In a statement, the FBI said that the attack, which infiltrated Sony’s servers, consisted of “the deployment of destructive malware … [which] rendered thousands of SPE’s computers inoperable, forced SPE to take its entire computer network offline, and significantly disrupted the company’s business operations.” So, pretty major then. Sony reported the attack to the FBI within two hours, and the two have been “working closely” throughout the investigation. The juiciest nugget of the statement, though, is the complete confidence the FBI has in naming North Korea as the instigator of the attacks — despite a group called “Guardians of Peace” claiming responsibility.
“The FBI now has enough information to conclude that the North Korean government is responsible for these actions,” the statement reads. Apparently, several factors led to this conclusion, including “technical analysis of the data deletion malware” which the FBI knows was developed in North Korea due to “similarities in specific lines of code, encryption algorithms, data deletion methods, and compromised networks.” Furthermore, the FBI noted that there was “significant overlap” in the methods and networks used in the Sony attack and “other malicious cyber activity the U.S. government” that had previously been linked to to North Korea. The final nail in the coffin? The tools used to attack Sony Pictures had similarities to a cyber attack against South Korean banks and media outlets, which the FBI know to have been carried out by North Korea.
“We are deeply concerned about the destructive nature of this attack on a private sector entity and the ordinary citizens who worked there,” the statement continues. “Further, North Korea’s attack on SPE reaffirms that cyber threats pose one of the gravest national security dangers to the United States.”

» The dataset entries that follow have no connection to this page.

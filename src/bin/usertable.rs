//! usertable - Interactive user table.
//!
//! Generates a mock user list and shows it in a terminal table with search,
//! status and date filters, sortable columns, pagination and status edits.
//!
//! Usage:
//!   usertable                          # 100 random users
//!   usertable --seed 42 --count 250    # reproducible data set
//!   usertable --status blocked --sort name --desc
//!   usertable --seed 42 --dump         # print the first page as JSON

use tikv_jemallocator::Jemalloc;
#[global_allocator]
static GLOBAL: Jemalloc = Jemalloc;

use std::fs::File;
use std::path::PathBuf;
use std::sync::Mutex;
use std::time::Duration;

use chrono::NaiveDate;
use clap::Parser;
use serde::Serialize;
use tracing::{debug, info};
use tracing_subscriber::EnvFilter;
use tracing_subscriber::filter::{Directive, LevelFilter};

use usertable::mock::{DEFAULT_RECORD_COUNT, generate_seeded};
use usertable::model::Status;
use usertable::tui::{App, AppState};
use usertable::util::parse_date;
use usertable::view::page::DEFAULT_ROWS_PER_PAGE;
use usertable::view::{
    DateRange, DerivedView, SortDirection, SortField, SortState, ViewError, ViewState,
    derive_view,
};

/// Event loop tick; drives status message expiry.
const TICK_RATE: Duration = Duration::from_millis(250);

/// Interactive user table with filtering, sorting and pagination.
#[derive(Parser)]
#[command(name = "usertable", about = "Interactive user table", version)]
struct Args {
    /// Number of generated users.
    #[arg(long, env = "USERTABLE_COUNT", default_value_t = DEFAULT_RECORD_COUNT)]
    count: u32,

    /// Seed for the mock data. Random when omitted.
    #[arg(long, env = "USERTABLE_SEED")]
    seed: Option<u64>,

    /// Rows per page (5 or 10).
    #[arg(long, env = "USERTABLE_ROWS_PER_PAGE", default_value_t = DEFAULT_ROWS_PER_PAGE)]
    rows_per_page: usize,

    /// Initial status filter (active, invited, blocked).
    #[arg(long, env = "USERTABLE_STATUS")]
    status: Option<Status>,

    /// Initial name search (case-insensitive substring).
    #[arg(long, env = "USERTABLE_SEARCH")]
    search: Option<String>,

    /// Earliest creation date, inclusive. Supported formats:
    /// - Date: 2015-06-01
    /// - ISO 8601: 2015-06-01T12:00:00Z
    /// - Relative: -30d, -2w, -6m, -1y, today
    #[arg(long, env = "USERTABLE_FROM", value_name = "DATE", value_parser = parse_date)]
    from: Option<NaiveDate>,

    /// Latest creation date, inclusive. Same formats as --from.
    #[arg(long, env = "USERTABLE_TO", value_name = "DATE", value_parser = parse_date)]
    to: Option<NaiveDate>,

    /// Initial sort field (id, name, status, email, date, invitedBy or the
    /// dotted form such as about.name).
    #[arg(long, env = "USERTABLE_SORT", value_name = "FIELD")]
    sort: Option<SortField>,

    /// Sort descending.
    #[arg(long, env = "USERTABLE_DESC")]
    desc: bool,

    /// Initial page, zero-based. Clamped to the last page.
    #[arg(long, env = "USERTABLE_PAGE", default_value_t = 0)]
    page: usize,

    /// Print the current page as JSON and exit instead of starting the TUI.
    #[arg(long, env = "USERTABLE_DUMP")]
    dump: bool,

    /// Write logs to this file. The TUI logs nothing without it.
    #[arg(long, env = "USERTABLE_LOG_FILE", value_name = "PATH")]
    log_file: Option<PathBuf>,

    /// Increase logging verbosity (-v for debug, -vv for trace). Default is info level.
    #[arg(short, long, action = clap::ArgAction::Count)]
    verbose: u8,

    /// Quiet mode - only log errors.
    #[arg(short, long, env = "USERTABLE_QUIET")]
    quiet: bool,
}

/// Output of `--dump`.
#[derive(Serialize)]
struct Dump<'a> {
    state: &'a ViewState,
    #[serde(flatten)]
    view: DerivedView<'a>,
}

/// Builds the starting view state from the command line.
/// Filters go first since changing them resets the sort.
fn initial_view(args: &Args) -> Result<ViewState, ViewError> {
    let mut view = ViewState::default()
        .with_status_filter(args.status)
        .with_search(args.search.clone().unwrap_or_default())
        .with_date_range(DateRange::new(args.from, args.to));

    if args.sort.is_some() || args.desc {
        let direction = if args.desc {
            SortDirection::Desc
        } else {
            SortDirection::Asc
        };
        view = view.with_sort(SortState::new(args.sort.unwrap_or_default(), direction));
    }

    Ok(view
        .with_rows_per_page(args.rows_per_page)?
        .with_page(args.page))
}

/// Initializes the tracing subscriber.
/// Default level is INFO; -v gives DEBUG, -vv TRACE, -q errors only.
fn init_logging(verbose: u8, quiet: bool, log_file: Option<&PathBuf>, dump: bool) -> std::io::Result<()> {
    let level = if quiet {
        LevelFilter::ERROR
    } else {
        match verbose {
            0 => LevelFilter::INFO,
            1 => LevelFilter::DEBUG,
            _ => LevelFilter::TRACE,
        }
    };

    let directive = format!("usertable={}", level)
        .parse::<Directive>()
        .unwrap_or_else(|_| level.into());
    let filter = EnvFilter::from_default_env().add_directive(directive);

    match log_file {
        Some(path) => {
            let file = File::create(path)?;
            tracing_subscriber::fmt()
                .with_env_filter(filter)
                .with_target(false)
                .with_ansi(false)
                .with_writer(Mutex::new(file))
                .init();
        }
        // The TUI owns the terminal; only dump mode may log to stderr.
        None if dump => {
            tracing_subscriber::fmt()
                .with_env_filter(filter)
                .with_target(false)
                .with_writer(std::io::stderr)
                .init();
        }
        None => {}
    }
    Ok(())
}

fn main() {
    let args = Args::parse();

    if let Err(e) = init_logging(args.verbose, args.quiet, args.log_file.as_ref(), args.dump) {
        eprintln!("Error: cannot open log file: {}", e);
        std::process::exit(1);
    }

    let view = match initial_view(&args) {
        Ok(view) => view,
        Err(e) => {
            eprintln!("Error: {}", e);
            std::process::exit(1);
        }
    };

    let records = generate_seeded(args.count, args.seed);
    info!(count = records.len(), seed = ?args.seed, "records generated");
    debug!(?view, "initial view");

    if args.dump {
        let derived = derive_view(&records, &view);
        let dump = Dump {
            state: &view,
            view: derived,
        };
        match serde_json::to_string_pretty(&dump) {
            Ok(json) => println!("{}", json),
            Err(e) => {
                eprintln!("Error: failed to serialize view: {}", e);
                std::process::exit(1);
            }
        }
        return;
    }

    let app = App::new(AppState::new(records, view));
    if let Err(e) = app.run(TICK_RATE) {
        eprintln!("Error: {}", e);
        std::process::exit(1);
    }
}
//! Immutable view state and its transitions.
//!
//! Every transition returns a new [`ViewState`]. Filter changes reset the sort
//! to `(id, asc)` and return to the first page.

use chrono::NaiveDate;
use serde::Serialize;

use crate::model::Status;

use super::ViewError;
use super::filter::{DateRange, FilterState};
use super::page::{Pagination, ROWS_PER_PAGE_OPTIONS, clamp_page, page_count};
use super::sort::{SortField, SortState, toggle_sort};

/// Filter, sort and pagination settings driving the displayed subset.
#[derive(Debug, Clone, Default, PartialEq, Eq, Serialize)]
pub struct ViewState {
    pub filter: FilterState,
    pub sort: SortState,
    pub pagination: Pagination,
}

impl ViewState {
    /// Replaces the filter. A change resets sort and page; setting the same
    /// filter again leaves the state untouched.
    pub fn with_filter(&self, filter: FilterState) -> Self {
        if filter == self.filter {
            return self.clone();
        }
        Self {
            filter,
            sort: SortState::default(),
            pagination: Pagination {
                page: 0,
                ..self.pagination
            },
        }
    }

    pub fn with_status_filter(&self, status: Option<Status>) -> Self {
        self.with_filter(FilterState {
            status,
            ..self.filter.clone()
        })
    }

    pub fn with_search(&self, search: impl Into<String>) -> Self {
        self.with_filter(FilterState {
            search: search.into(),
            ..self.filter.clone()
        })
    }

    pub fn with_date_range(&self, date_range: DateRange) -> Self {
        self.with_filter(FilterState {
            date_range,
            ..self.filter.clone()
        })
    }

    pub fn with_start_date(&self, start: Option<NaiveDate>) -> Self {
        self.with_date_range(DateRange {
            start,
            ..self.filter.date_range
        })
    }

    pub fn with_end_date(&self, end: Option<NaiveDate>) -> Self {
        self.with_date_range(DateRange {
            end,
            ..self.filter.date_range
        })
    }

    pub fn cleared_filters(&self) -> Self {
        self.with_filter(FilterState::default())
    }

    /// Requests a sort on `field` (header click).
    pub fn with_sort_toggled(&self, field: SortField) -> Self {
        self.with_sort(toggle_sort(self.sort, field))
    }

    pub fn with_sort(&self, sort: SortState) -> Self {
        Self {
            sort,
            ..self.clone()
        }
    }

    pub fn with_page(&self, page: usize) -> Self {
        Self {
            pagination: Pagination {
                page,
                ..self.pagination
            },
            ..self.clone()
        }
    }

    /// Moves forward one page, staying on the last page of `filtered_len` rows.
    pub fn next_page(&self, filtered_len: usize) -> Self {
        let rpp = self.pagination.rows_per_page;
        let page = clamp_page(self.pagination.page.saturating_add(1), filtered_len, rpp);
        self.with_page(page)
    }

    pub fn prev_page(&self) -> Self {
        self.with_page(self.pagination.page.saturating_sub(1))
    }

    pub fn last_page(&self, filtered_len: usize) -> Self {
        self.with_page(page_count(filtered_len, self.pagination.rows_per_page) - 1)
    }

    /// Changes the page size. Only values in [`ROWS_PER_PAGE_OPTIONS`] are
    /// accepted; the page returns to 0.
    pub fn with_rows_per_page(&self, rows_per_page: usize) -> Result<Self, ViewError> {
        if !ROWS_PER_PAGE_OPTIONS.contains(&rows_per_page) {
            return Err(ViewError::InvalidRowsPerPage(rows_per_page));
        }
        Ok(Self {
            pagination: Pagination {
                page: 0,
                rows_per_page,
            },
            ..self.clone()
        })
    }

    /// Switches to the next rows-per-page option, wrapping around.
    pub fn with_next_rows_per_page(&self) -> Self {
        let current = ROWS_PER_PAGE_OPTIONS
            .iter()
            .position(|&n| n == self.pagination.rows_per_page)
            .unwrap_or(0);
        let next = ROWS_PER_PAGE_OPTIONS[(current + 1) % ROWS_PER_PAGE_OPTIONS.len()];
        Self {
            pagination: Pagination {
                page: 0,
                rows_per_page: next,
            },
            ..self.clone()
        }
    }
}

According to the Bureau, “North Korea’s actions were intended to inflict significant harm on a U.S. business and suppress the right of American citizens to express themselves,” with the department calling out the attack as falling “outside the bounds of acceptable state behavior.” The statement ends with the FBI promising to “identify, pursue, and impose costs and consequences on individuals, groups, or nation states who use cyber means to threaten the United States or U.S. interests.”
Strong words, indeed, but the FBI makes no mention of the fact that, in essence, “Guardians of Peace” and — more directly — North Korea have already won. The attack, spurred by anger from the North Korean government over the content of The Interview, successfully convinced Sony Pictures to pull the film from release and cancel any future plans to make it accessible in any format. Yes, there were legitimate concerns, with the hacking group invoking 9/11 rhetoric and promising repercussions and attacks should any cinema groups choose to screen the film. After most major chains reneged on their plans to show the film — despite there being no credible evidence to support the existence of a plot to attack cinemas — Sony had no choice but to pull the film entirely.
“In light of the decision by the majority of our exhibitors not to show the film The Interview, we have decided not to move forward with the planned December 25 theatrical release,” Sony Pictures stated this week.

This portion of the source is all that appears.